GTF Milestones Nov 2014

Figure 1. Technical milestones have been passed on PW GTF programs for the applications on Bombardier, Airbus, Mitsubishi and Irkut airplanes and are approaching for Embraer. Source: MTU Investors Day. Click to enlarge.

Nov. 30, 2014: MTU Investors Day: MTU is a major participant in engine development and supplies, participating on the GEnx, GTF and GEnx program. It’s also a member of the joint venture in International Aero Engines and it’s a major player in the aftermarket Maintenance, Repair and Overhaul (MRO) sector, providing a serious competitive alternative to the aftermarket contracts offered by the engine OEMs.
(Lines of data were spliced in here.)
//! Delegations: an agent authorizing another agent to act within a
//! narrowed scope, optionally chained off a prior delegation.

use isnad_core::canonical::{sha256_hex_prefix, CanonicalBuilder};
use isnad_core::time::now_iso8601;
use serde::{Deserialize, Serialize};

use crate::record::SignedRecord;

/// A signed grant from `delegator` to `delegate`, covering `scopes`,
/// optionally expiring at `expires_at`, and optionally chained off a
/// parent delegation by `parent_id`.
///
/// Chains are linked by `parent_id` rather than by the parent's content
/// hash: parent-id-linking tolerates a parent being independently
/// re-signed without breaking every child that points at it.
#[derive(Debug, Clone, Serialize, Deserialize)]
pub struct Delegation {
    /// `sha256(canonical content)[0:16]`.
    pub delegation_id: String,
    /// `agent_id` of the agent granting the delegation.
    pub delegator: String,
    /// `agent_id` of the agent receiving the delegation.
    pub delegate: String,
    /// Scopes this delegation grants. Must be a subset of the parent's
    /// scopes when `parent_id` is set (scope narrowing).
    pub scopes: Vec<String>,
    /// Optional ISO-8601 UTC expiry. Must not be later than the parent's
    /// expiry when `parent_id` is set (non-expanding expiry).
    pub expires_at: Option<String>,
    /// `delegation_id` of the delegation this one is sub-delegated from,
    /// if any.
    pub parent_id: Option<String>,
    /// ISO-8601 UTC timestamp of issuance.
    pub timestamp: String,
    /// Hex-encoded ed25519 signature over [`Delegation::canonical_bytes`].
    pub signature: Option<String>,
    /// Hex-encoded ed25519 public key of `delegator`.
    pub delegator_pubkey: Option<String>,
}

impl Delegation {
    /// Build a new, unsigned root delegation timestamped now.
    pub fn new(
        delegator: impl Into<String>,
        delegate: impl Into<String>,
        scopes: Vec<String>,
        expires_at: Option<String>,
    ) -> Self {
        Self::new_with_parent(delegator, delegate, scopes, expires_at, None)
    }

    /// Build a new, unsigned delegation chained off `parent_id`.
    pub fn new_with_parent(
        delegator: impl Into<String>,
        delegate: impl Into<String>,
        scopes: Vec<String>,
        expires_at: Option<String>,
        parent_id: Option<String>,
    ) -> Self {
        let delegator = delegator.into();
        let delegate = delegate.into();
        let timestamp = now_iso8601();
        let mut delegation = Self {
            delegation_id: String::new(),
            delegator,
            delegate,
            scopes,
            expires_at,
            parent_id,
            timestamp,
            signature: None,
            delegator_pubkey: None,
        };
        delegation.delegation_id = delegation.compute_id();
        delegation
    }

    fn content_bytes(&self) -> Vec<u8> {
        let scopes_joined = self.scopes.join(",");
        CanonicalBuilder::new("delegation")
            .field(&self.delegator)
            .field(&self.delegate)
            .field(&scopes_joined)
            .optional(self.expires_at.as_deref())
            .optional(self.parent_id.as_deref())
            .field(&self.timestamp)
            .finish()
    }

    fn compute_id(&self) -> String {
        sha256_hex_prefix(&self.content_bytes(), 16)
    }
}

impl SignedRecord for Delegation {
    fn canonical_bytes(&self) -> Vec<u8> {
        self.content_bytes()
    }

    fn signer_agent_id(&self) -> &str {
        &self.delegator
    }

    fn signature(&self) -> Option<&str> {
        self.signature.as_deref()
    }

    fn signer_pubkey(&self) -> Option<&str> {
        self.delegator_pubkey.as_deref()
    }

    fn set_signature(&mut self, signature: String, pubkey_hex: String) {
        self.signature = Some(signature);
        self.delegator_pubkey = Some(pubkey_hex);
    }
}
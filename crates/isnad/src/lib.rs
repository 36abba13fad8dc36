//! A trust substrate for autonomous software agents.
//!
//! This crate re-exports every subsystem --
//! [identity](isnad_identity), [trust chains](isnad_chain),
//! [delegation](isnad_delegation), [policy](isnad_policy), and the
//! [audit trail](isnad_audit) -- and adds [`substrate::TrustSubstrate`],
//! the thread-safe facade a host service binds to. Persistence, the wire
//! protocol, and any outer network surface are out of scope; those
//! belong to whatever binds this crate into a service.

#![warn(missing_docs)]
#![warn(clippy::all)]

pub mod error;
pub mod substrate;

pub use error::{SubstrateError, SubstrateResult};
pub use substrate::TrustSubstrate;

pub use isnad_audit::{AuditEntry, AuditTrail, GENESIS_HASH};
pub use isnad_chain::{AttestationBundle, BundleSignature, RevocationRegistry, TrustChain, BUNDLE_FORMAT};
pub use isnad_core::config::TrustConfig;
pub use isnad_delegation::{DelegationRegistry, DEFAULT_MAX_DEPTH};
pub use isnad_identity::{AgentIdentity, Attestation, Delegation, IdentityError, KeyRotation, RevocationEntry, SignedRecord};
pub use isnad_policy::{presets, Action, Decision, EvaluationContext, Policy, PolicyEngine, Requirement, Rule};
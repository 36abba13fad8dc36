//! `TrustChain`: the attestation store plus the direct and transitive
//! trust scoring algorithms.

use std::collections::{HashMap, HashSet, VecDeque};

use isnad_core::canonical::sha256_hex;
use isnad_core::config::TrustConfig;
use isnad_identity::{Attestation, SignedRecord};
use serde::{Deserialize, Serialize};

use crate::error::{ChainError, ChainResult};
use crate::revocation::RevocationRegistry;

/// The bundle format tag this crate reads and writes.
pub const BUNDLE_FORMAT: &str = "isnad-bundle/v1";

/// An envelope signature over an entire [`AttestationBundle`].
///
/// When present, the bundle is verified and applied atomically: a single
/// invalid attestation rejects the whole bundle. When absent, the bundle
/// is treated as a loose batch and bad attestations are filtered
/// individually.
#[derive(Debug, Clone, Serialize, Deserialize)]
pub struct BundleSignature {
    /// `agent_id` of whoever signed the bundle envelope.
    pub signer: String,
    /// Hex-encoded ed25519 signature over the bundle's digest.
    pub signature: String,
    /// Hex-encoded ed25519 public key of `signer`.
    pub signer_pubkey: String,
}

/// A portable batch of attestations, as exported by [`TrustChain::export_bundle`]
/// and consumed by [`TrustChain::import_bundle`].
#[derive(Debug, Clone, Serialize, Deserialize)]
pub struct AttestationBundle {
    /// Format tag, currently always [`BUNDLE_FORMAT`].
    pub format: String,
    /// The attestations carried by this bundle.
    pub attestations: Vec<Attestation>,
    /// Optional envelope signature over the whole bundle.
    pub bundle_signature: Option<BundleSignature>,
}

impl AttestationBundle {
    /// Digest covering every attestation id in the bundle, in the order
    /// they appear. This is what a bundle envelope signature signs.
    pub fn digest(&self) -> String {
        let joined = self
            .attestations
            .iter()
            .map(|a| a.attestation_id.as_str())
            .collect::<Vec<_>>()
            .join(",");
        sha256_hex(joined.as_bytes())
    }

    fn verify_envelope(&self) -> bool {
        let Some(envelope) = &self.bundle_signature else {
            return false;
        };
        let Ok(pubkey_bytes) = hex::decode(&envelope.signer_pubkey) else {
            return false;
        };
        let Ok(pubkey_array): Result<[u8; 32], _> = pubkey_bytes.try_into() else {
            return false;
        };
        if isnad_identity::agent_id_from_pubkey(&pubkey_array) != envelope.signer {
            return false;
        }
        let Ok(verifying_key) = ed25519_dalek::VerifyingKey::from_bytes(&pubkey_array) else {
            return false;
        };
        let Ok(sig_bytes) = hex::decode(&envelope.signature) else {
            return false;
        };
        let Ok(sig_array): Result<[u8; 64], _> = sig_bytes.try_into() else {
            return false;
        };
        let signature = ed25519_dalek::Signature::from_bytes(&sig_array);
        use ed25519_dalek::Verifier;
        verifying_key
            .verify(self.digest().as_bytes(), &signature)
            .is_ok()
    }
}

/// The store of verified attestations between agents, and the scoring
/// algorithms computed over it.
///
/// `TrustChain` holds no locks and no shared mutable state -- callers that
/// need concurrent access wrap an instance in whatever synchronization
/// primitive fits their service.
#[derive(Debug, Default)]
pub struct TrustChain {
    attestations: Vec<Attestation>,
    by_subject: HashMap<String, Vec<usize>>,
    by_witness: HashMap<String, Vec<usize>>,
}

impl TrustChain {
    /// An empty trust chain.
    pub fn new() -> Self {
        Self::default()
    }

    /// Verify and add a single attestation.
    ///
    /// Rejects an attestation whose signature doesn't verify, and one
    /// whose own `attestation_id` has itself been revoked -- a revoked
    /// attestation can never be re-admitted by re-submitting it.
    pub fn add(&mut self, attestation: Attestation, revocations: &RevocationRegistry) -> ChainResult<()> {
        if !attestation.verify() {
            return Err(ChainError::SignatureInvalid {
                record_id: attestation.attestation_id.clone(),
            });
        }
        if revocations.is_revoked(&attestation.attestation_id, None) {
            return Err(ChainError::AttestationRevoked {
                attestation_id: attestation.attestation_id.clone(),
            });
        }
        tracing::debug!(
            attestation_id = %attestation.attestation_id,
            witness = %attestation.witness,
            subject = %attestation.subject,
            "attestation added"
        );
        self.insert_verified(attestation);
        Ok(())
    }

    /// Administrative reset: remove every attestation naming `agent_id` as
    /// subject or witness, returning how many were removed. Rebuilds the
    /// secondary indexes from scratch.
    pub fn delete_agent(&mut self, agent_id: &str) -> usize {
        let before = self.attestations.len();
        self.attestations
            .retain(|a| a.subject != agent_id && a.witness != agent_id);
        let removed = before - self.attestations.len();
        if removed > 0 {
            self.by_subject.clear();
            self.by_witness.clear();
            for (index, attestation) in self.attestations.iter().enumerate() {
                self.by_subject.entry(attestation.subject.clone()).or_default().push(index);
                self.by_witness.entry(attestation.witness.clone()).or_default().push(index);
            }
            tracing::warn!(agent_id, removed, "agent deleted from trust chain");
        }
        removed
    }

    fn insert_verified(&mut self, attestation: Attestation) {
        let index = self.attestations.len();
        self.by_subject
            .entry(attestation.subject.clone())
            .or_default()
            .push(index);
        self.by_witness
            .entry(attestation.witness.clone())
            .or_default()
            .push(index);
        self.attestations.push(attestation);
    }

    /// Import a bundle of attestations.
    ///
    /// If the bundle carries an envelope signature, the whole bundle is
    /// rejected atomically on any invalid attestation or a bad envelope
    /// signature. If it doesn't, invalid attestations are dropped
    /// individually and the rest are applied. Returns the number of
    /// attestations actually added.
    pub fn import_bundle(&mut self, bundle: &AttestationBundle) -> ChainResult<usize> {
        if bundle.format != BUNDLE_FORMAT {
            return Err(ChainError::UnsupportedBundleFormat(bundle.format.clone()));
        }

        if bundle.bundle_signature.is_some() {
            if !bundle.verify_envelope() {
                return Err(ChainError::BundleSignatureInvalid {
                    count: bundle.attestations.len(),
                });
            }
            if !bundle.attestations.iter().all(|a| a.verify()) {
                return Err(ChainError::BundleSignatureInvalid {
                    count: bundle.attestations.len(),
                });
            }
            for attestation in &bundle.attestations {
                self.insert_verified(attestation.clone());
            }
            return Ok(bundle.attestations.len());
        }

        let mut added = 0;
        for attestation in &bundle.attestations {
            if attestation.verify() {
                self.insert_verified(attestation.clone());
                added += 1;
            } else {
                tracing::warn!(
                    attestation_id = %attestation.attestation_id,
                    "dropping unverifiable attestation from unsigned bundle"
                );
            }
        }
        Ok(added)
    }

    /// Export every attestation naming `subject` as an unsigned bundle.
    pub fn export_bundle(&self, subject: &str) -> AttestationBundle {
        let attestations = self
            .by_subject
            .get(subject)
            .map(|indices| indices.iter().map(|&i| self.attestations[i].clone()).collect())
            .unwrap_or_default();
        AttestationBundle {
            format: BUNDLE_FORMAT.to_string(),
            attestations,
            bundle_signature: None,
        }
    }

    /// All attestations naming `subject`, in insertion order.
    pub fn attestations_for_subject(&self, subject: &str) -> Vec<&Attestation> {
        self.by_subject
            .get(subject)
            .map(|indices| indices.iter().map(|&i| &self.attestations[i]).collect())
            .unwrap_or_default()
    }

    /// All attestations made by `witness`, in insertion order.
    pub fn attestations_by_witness(&self, witness: &str) -> Vec<&Attestation> {
        self.by_witness
            .get(witness)
            .map(|indices| indices.iter().map(|&i| &self.attestations[i]).collect())
            .unwrap_or_default()
    }

    /// Direct trust score for `subject` within an optional `scope`.
    ///
    /// `scope`, when given, filters to attestations whose `task` contains
    /// it as a substring -- not an exact match -- so a scope of `"deploy"`
    /// picks up both `"deploy-staging"` and `"deploy-prod"` attestations.
    /// Attestations are grouped by witness; a witness's k-th attestation
    /// (0-indexed) contributes `config.base * config.repeat_decay.powi(k)`,
    /// so repeated vouching from the same witness yields diminishing
    /// returns rather than linear accumulation. Contributions from every
    /// witness are summed.
    ///
    /// Returns `0.0` if `subject` is revoked (globally, or within `scope`
    /// when given) -- revocation overrides every prior attestation rather
    /// than just suppressing future ones.
    pub fn trust_score(
        &self,
        subject: &str,
        scope: Option<&str>,
        config: &TrustConfig,
        revocations: &RevocationRegistry,
    ) -> f64 {
        if revocations.is_revoked(subject, scope) {
            return 0.0;
        }

        let mut per_witness: HashMap<&str, usize> = HashMap::new();
        let mut score = 0.0;
        for attestation in self.attestations_for_subject(subject) {
            if revocations.is_revoked(&attestation.witness, scope) {
                continue;
            }
            if revocations.is_revoked(&attestation.attestation_id, None) {
                continue;
            }
            if let Some(wanted) = scope {
                if !attestation.task.contains(wanted) {
                    continue;
                }
            }
            let repeat = per_witness.entry(attestation.witness.as_str()).or_insert(0);
            score += config.base * config.repeat_decay.powi(*repeat as i32);
            *repeat += 1;
        }
        score
    }

    /// Transitive trust from `from` to `to`, computed as the best
    /// (highest-scoring) witness path through the attestation graph:
    /// `config.chain_decay.powi(hop_count)`, one hop being a direct
    /// attestation.
    ///
    /// A breadth-first search over "has attested for" edges, bounded by
    /// `max_hops` (default [`TrustConfig::default_max_hops`]) and guarded
    /// against cycles with a visited set, since the attestation graph is
    /// not guaranteed to be acyclic. Returns `0.0` for a self-query: there
    /// is no path from an agent to itself, only the trivial empty one.
    pub fn chain_trust(
        &self,
        from: &str,
        to: &str,
        scope: Option<&str>,
        config: &TrustConfig,
        revocations: &RevocationRegistry,
        max_hops: Option<usize>,
    ) -> f64 {
        if revocations.is_revoked(to, scope) || revocations.is_revoked(from, scope) {
            return 0.0;
        }

        let max_hops = max_hops.unwrap_or(config.default_max_hops);
        let mut visited: HashSet<&str> = HashSet::new();
        visited.insert(from);
        let mut frontier: VecDeque<(&str, f64, usize)> = VecDeque::new();
        frontier.push_back((from, 1.0, 0));
        let mut best: f64 = 0.0;

        while let Some((node, carried, hops)) = frontier.pop_front() {
            if hops >= max_hops {
                continue;
            }
            for attestation in self.attestations_by_witness(node) {
                if revocations.is_revoked(&attestation.subject, scope) {
                    continue;
                }
                if revocations.is_revoked(&attestation.attestation_id, None) {
                    continue;
                }
                if let Some(wanted) = scope {
                    if !attestation.task.contains(wanted) {
                        continue;
                    }
                }
                let next_score = carried * config.chain_decay;
                if attestation.subject == to {
                    best = best.max(next_score);
                    continue;
                }
                if visited.insert(attestation.subject.as_str()) {
                    frontier.push_back((attestation.subject.as_str(), next_score, hops + 1));
                }
            }
        }

        best
    }
}
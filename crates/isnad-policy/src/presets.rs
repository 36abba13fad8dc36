//! Ready-made policies covering common trust-substrate scenarios.

use crate::action::Action;
use crate::policy::Policy;
use crate::requirement::Requirement;
use crate::rule::Rule;

/// Deny anyone revoked, require review below a high trust bar, and
/// otherwise allow. Suited to high-value operations.
pub fn strict() -> Policy {
    Policy::new("strict", Action::Allow)
        .with_rule(Rule::new("not-revoked", Requirement::NotRevoked, Action::Deny).with_priority(10))
        .with_rule(
            Rule::new("min-trust", Requirement::MinTrustScore(0.6), Action::RequireReview)
                .with_priority(5),
        )
}

/// Deny anyone revoked, rate-limit low-trust agents, and otherwise
/// allow. Suited to everyday operations.
pub fn moderate() -> Policy {
    Policy::new("moderate", Action::Allow)
        .with_rule(Rule::new("not-revoked", Requirement::NotRevoked, Action::Deny).with_priority(10))
        .with_rule(
            Rule::new("min-trust", Requirement::MinTrustScore(0.2), Action::RateLimit)
                .with_priority(5),
        )
}

/// Deny only revoked agents; every unrevoked agent is allowed regardless
/// of trust score. Suited to open discovery endpoints.
pub fn permissive() -> Policy {
    Policy::new("permissive", Action::Allow)
        .with_rule(Rule::new("not-revoked", Requirement::NotRevoked, Action::Deny).with_priority(10))
}

/// A commerce-flavored policy: revoked agents are denied, agents below a
/// high trust bar are denied outright rather than merely reviewed (unlike
/// [`strict`]), and a chain-trust floor is required even for directly
/// trusted agents.
pub fn strict_commerce() -> Policy {
    Policy::new("strict-commerce", Action::Allow)
        .with_rule(Rule::new("not-revoked", Requirement::NotRevoked, Action::Deny).with_priority(10))
        .with_rule(
            Rule::new("min-trust", Requirement::MinTrustScore(0.7), Action::Deny).with_priority(9),
        )
        .with_rule(
            Rule::new("min-chain-trust", Requirement::MinChainTrust(0.05), Action::RequireReview)
                .with_priority(1),
        )
}

/// A discovery-flavored policy: anyone not revoked may be listed, but
/// agents below a low trust floor are flagged for review rather than
/// denied -- discovery should surface low-trust agents, not hide them.
pub fn open_discovery() -> Policy {
    Policy::new("open-discovery", Action::Allow)
        .with_rule(Rule::new("not-revoked", Requirement::NotRevoked, Action::Deny).with_priority(10))
        .with_rule(
            Rule::new("min-trust", Requirement::MinTrustScore(0.1), Action::RequireReview)
                .with_priority(1),
        )
}

/// A delegation-gated policy: the request must be backed either by
/// sufficient direct trust or by a valid delegation, and revocation
/// always denies regardless of which.
pub fn scoped_delegation() -> Policy {
    Policy::new("scoped-delegation", Action::Deny)
        .with_rule(Rule::new("not-revoked", Requirement::NotRevoked, Action::Deny).with_priority(10))
        .with_rule(
            Rule::new(
                "trusted-or-delegated",
                Requirement::Any(vec![
                    Requirement::MinTrustScore(0.5),
                    Requirement::DelegatedAuthorized,
                ]),
                Action::Deny,
            )
            .with_priority(5),
        )
}
//! Configuration for the isnad trust substrate.
//!
//! Holds the reference scoring constants so the chain, delegation and
//! policy crates don't hardcode magic numbers, and so a
//! deployment can tune them (e.g. a stricter `chain_decay`) without a
//! recompile.

use serde::{Deserialize, Serialize};
use std::path::Path;

/// Reference constants governing direct and transitive trust scoring.
#[derive(Debug, Clone, PartialEq, Serialize, Deserialize)]
pub struct TrustConfig {
    /// Contribution of a witness's first attestation toward a subject's score.
    pub base: f64,
    /// Geometric decay applied to each repeated attestation from the same witness.
    pub repeat_decay: f64,
    /// Per-hop multiplicative decay used by `chain_trust`.
    pub chain_decay: f64,
    /// Default BFS hop bound for `chain_trust` when the caller doesn't override it.
    pub default_max_hops: usize,
}

impl Default for TrustConfig {
    fn default() -> Self {
        Self {
            base: 0.2,
            repeat_decay: 0.5,
            chain_decay: 0.7,
            default_max_hops: 5,
        }
    }
}

impl TrustConfig {
    /// Load configuration from a TOML file, falling back to
    /// [`TrustConfig::default`] on any read or parse error.
    #[cfg(feature = "toml-config")]
    pub fn load_with_defaults<P: AsRef<Path>>(path: Option<P>) -> Self {
        if let Some(p) = path {
            if p.as_ref().exists() {
                if let Ok(config) = Self::from_file(p) {
                    return config;
                }
            }
        }
        Self::default()
    }

    /// Load configuration from a TOML file.
    #[cfg(feature = "toml-config")]
    pub fn from_file<P: AsRef<Path>>(path: P) -> crate::error::Result<Self> {
        let content = std::fs::read_to_string(path)?;
        toml::from_str(&content).map_err(|e| crate::error::CoreError::Config(e.to_string()))
    }
}

#[cfg(test)]
mod tests {
    use super::*;

    #[test]
    fn default_matches_published_scenarios() {
        let c = TrustConfig::default();
        assert_eq!(c.base, 0.2);
        assert_eq!(c.repeat_decay, 0.5);
        assert_eq!(c.chain_decay, 0.7);
        assert_eq!(c.default_max_hops, 5);
    }

    #[cfg(feature = "toml-config")]
    #[test]
    fn load_with_defaults_falls_back_when_missing() {
        let config = TrustConfig::load_with_defaults(Some("/nonexistent/isnad.toml"));
        assert_eq!(config, TrustConfig::default());
    }
}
Its held an investors day conference Nov. 25. Highlights included:

  • Milestones have been passed on the Pratt & Whitney Geared Turbo Fanengine for the Bombardier CSeries, Airbus A320neo family, the Mitsubishi MRJ and Irkut MC-21; and are on schedule for the Embraer E-Jet E2.
  • The success of the GTF is requiring huge production commitments.
  • The large number of airplane/engine programs require a major ramp-up of production during the next few years.
  • The major investment in new engines is largely over for now, leading to the expectation of long-term revenue from MRO.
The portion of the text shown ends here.